■ Data extract ■
------

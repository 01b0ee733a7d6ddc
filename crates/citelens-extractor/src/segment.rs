//! Sentence segmentation
//!
//! Splits response text on runs of `.`, `!` and `?`. There is no
//! abbreviation or quotation handling, so "U.S." yields two fragments.

use citelens_core::Sentence;

/// Sentence terminators
const TERMINATORS: [char; 3] = ['.', '!', '?'];

/// Split text into ordered, trimmed, non-empty sentences.
///
/// Splitting on each terminator and dropping empty fragments is equivalent
/// to splitting on the pattern `[.!?]+`.
pub fn segment_sentences(text: &str) -> Vec<Sentence> {
    text.split(TERMINATORS)
        .map(str::trim)
        .filter(|fragment| !fragment.is_empty())
        .enumerate()
        .map(|(index, fragment)| Sentence {
            text: fragment.to_string(),
            index,
        })
        .collect()
}

/// True if `c` ends a sentence
pub fn is_terminator(c: char) -> bool {
    TERMINATORS.contains(&c)
}

#[cfg(test)]
mod tests {
    use super::*;

    fn texts(sentences: &[Sentence]) -> Vec<&str> {
        sentences.iter().map(|s| s.text.as_str()).collect()
    }

    #[test]
    fn test_basic_split() {
        let sentences = segment_sentences("Acme is great. Is it cheap? Yes!");
        assert_eq!(texts(&sentences), vec!["Acme is great", "Is it cheap", "Yes"]);
        assert_eq!(sentences[2].index, 2);
    }

    #[test]
    fn test_runs_of_terminators() {
        let sentences = segment_sentences("Wait... What?! Really");
        assert_eq!(texts(&sentences), vec!["Wait", "What", "Really"]);
    }

    #[test]
    fn test_empty_and_whitespace() {
        assert!(segment_sentences("").is_empty());
        assert!(segment_sentences("   ").is_empty());
        assert!(segment_sentences(". ! ?").is_empty());
    }

    #[test]
    fn test_indices_follow_filtered_order() {
        let sentences = segment_sentences("  . First.   . Second  ");
        assert_eq!(texts(&sentences), vec!["First", "Second"]);
        assert_eq!(sentences[0].index, 0);
        assert_eq!(sentences[1].index, 1);
    }

    #[test]
    fn test_abbreviations_split() {
        let sentences = segment_sentences("Sold in the U.S. market");
        assert_eq!(texts(&sentences), vec!["Sold in the U", "S", "market"]);
    }

    #[test]
    fn test_is_terminator() {
        assert!(is_terminator('?'));
        assert!(!is_terminator(','));
    }
}
//! Quality Metrics module
//!
//! Evaluates sentiment classification against a labelled gold set with
//! per-label precision, recall and F1, plus overall accuracy.

use std::collections::BTreeMap;

use serde::{Deserialize, Serialize};

use citelens_core::{CitelensError, Result, Sentiment};

use crate::SentimentClassifier;

// ============================================================================
// Label Metrics
// ============================================================================

/// Confusion counts for a single label
#[derive(Debug, Clone, Copy, Default, PartialEq, Eq, Serialize, Deserialize)]
pub struct LabelMetrics {
    /// Predicted this label, gold agrees
    pub true_positives: usize,
    /// Predicted this label, gold disagrees
    pub false_positives: usize,
    /// Gold has this label, prediction missed it
    pub false_negatives: usize,
}

impl LabelMetrics {
    /// Calculate precision (TP / (TP + FP))
    pub fn precision(&self) -> f32 {
        if self.true_positives + self.false_positives == 0 {
            0.0
        } else {
            self.true_positives as f32 / (self.true_positives + self.false_positives) as f32
        }
    }

    /// Calculate recall (TP / (TP + FN))
    pub fn recall(&self) -> f32 {
        if self.true_positives + self.false_negatives == 0 {
            0.0
        } else {
            self.true_positives as f32 / (self.true_positives + self.false_negatives) as f32
        }
    }

    /// Calculate F1 score (2 * P * R / (P + R))
    pub fn f1_score(&self) -> f32 {
        let p = self.precision();
        let r = self.recall();
        if p + r == 0.0 {
            0.0
        } else {
            2.0 * p * r / (p + r)
        }
    }
}

// ============================================================================
// Gold Standard Types
// ============================================================================

/// A labelled sentence for evaluation
#[derive(Debug, Clone, PartialEq, Eq, Serialize, Deserialize)]
pub struct GoldSentence {
    pub text: String,
    pub label: Sentiment,
}

/// Parse gold sentences from JSON Lines, skipping blank lines
pub fn parse_gold_jsonl(content: &str) -> Result<Vec<GoldSentence>> {
    content
        .lines()
        .enumerate()
        .filter(|(_, line)| !line.trim().is_empty())
        .map(|(n, line)| {
            serde_json::from_str(line)
                .map_err(|e| CitelensError::InvalidInput(format!("line {}: {e}", n + 1)))
        })
        .collect()
}

/// A sentence the classifier got wrong
#[derive(Debug, Clone, PartialEq, Eq, Serialize, Deserialize)]
pub struct Mismatch {
    pub text: String,
    pub expected: Sentiment,
    pub predicted: Sentiment,
}

// ============================================================================
// Evaluation
// ============================================================================

/// Result of evaluating a classifier on a gold set
#[derive(Debug, Clone, Default, Serialize, Deserialize)]
pub struct SentimentEvaluation {
    pub per_label: BTreeMap<Sentiment, LabelMetrics>,
    pub correct: usize,
    pub total: usize,
    pub mismatches: Vec<Mismatch>,
}

impl SentimentEvaluation {
    /// Fraction of sentences labelled correctly
    pub fn accuracy(&self) -> f32 {
        if self.total == 0 {
            0.0
        } else {
            self.correct as f32 / self.total as f32
        }
    }

    /// Unweighted mean F1 over the three labels
    pub fn macro_f1(&self) -> f32 {
        let sum: f32 = Sentiment::ALL
            .iter()
            .map(|label| self.label(*label).f1_score())
            .sum();
        sum / Sentiment::ALL.len() as f32
    }

    pub fn label(&self, label: Sentiment) -> LabelMetrics {
        self.per_label.get(&label).copied().unwrap_or_default()
    }

    /// Render a summary report
    pub fn report(&self) -> String {
        let mut out = format!(
            "=== Sentiment Quality Report ===\n\n\
             Sentences evaluated: {}\n\
             Accuracy: {:.1}%\n\
             Macro F1: {:.1}%\n\n",
            self.total,
            self.accuracy() * 100.0,
            self.macro_f1() * 100.0,
        );

        for label in Sentiment::ALL {
            let m = self.label(label);
            out.push_str(&format!(
                "{:<9} P: {:>5.1}%  R: {:>5.1}%  F1: {:>5.1}%  TP: {} | FP: {} | FN: {}\n",
                label.as_str(),
                m.precision() * 100.0,
                m.recall() * 100.0,
                m.f1_score() * 100.0,
                m.true_positives,
                m.false_positives,
                m.false_negatives,
            ));
        }

        if !self.mismatches.is_empty() {
            out.push_str(&format!("\nMismatches ({}):\n", self.mismatches.len()));
            for m in &self.mismatches {
                out.push_str(&format!(
                    "  expected {} got {}: {}\n",
                    m.expected, m.predicted, m.text
                ));
            }
        }

        out
    }
}

/// Evaluate a classifier against gold sentences
pub fn evaluate_sentiment(
    classifier: &dyn SentimentClassifier,
    gold: &[GoldSentence],
) -> SentimentEvaluation {
    let mut evaluation = SentimentEvaluation {
        total: gold.len(),
        ..Default::default()
    };

    for sentence in gold {
        let predicted = classifier.classify(&sentence.text);
        if predicted == sentence.label {
            evaluation.correct += 1;
            evaluation
                .per_label
                .entry(predicted)
                .or_default()
                .true_positives += 1;
        } else {
            evaluation
                .per_label
                .entry(predicted)
                .or_default()
                .false_positives += 1;
            evaluation
                .per_label
                .entry(sentence.label)
                .or_default()
                .false_negatives += 1;
            evaluation.mismatches.push(Mismatch {
                text: sentence.text.clone(),
                expected: sentence.label,
                predicted,
            });
        }
    }

    evaluation
}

------

■ What is being asked ■
Search the entries for the word "market" and gather every line where it appears.

■ Final answer ■
        let sentences = segment_sentences("Sold in the U.S. market");
        assert_eq!(texts(&sentences), vec!["Sold in the U", "S", "market"]);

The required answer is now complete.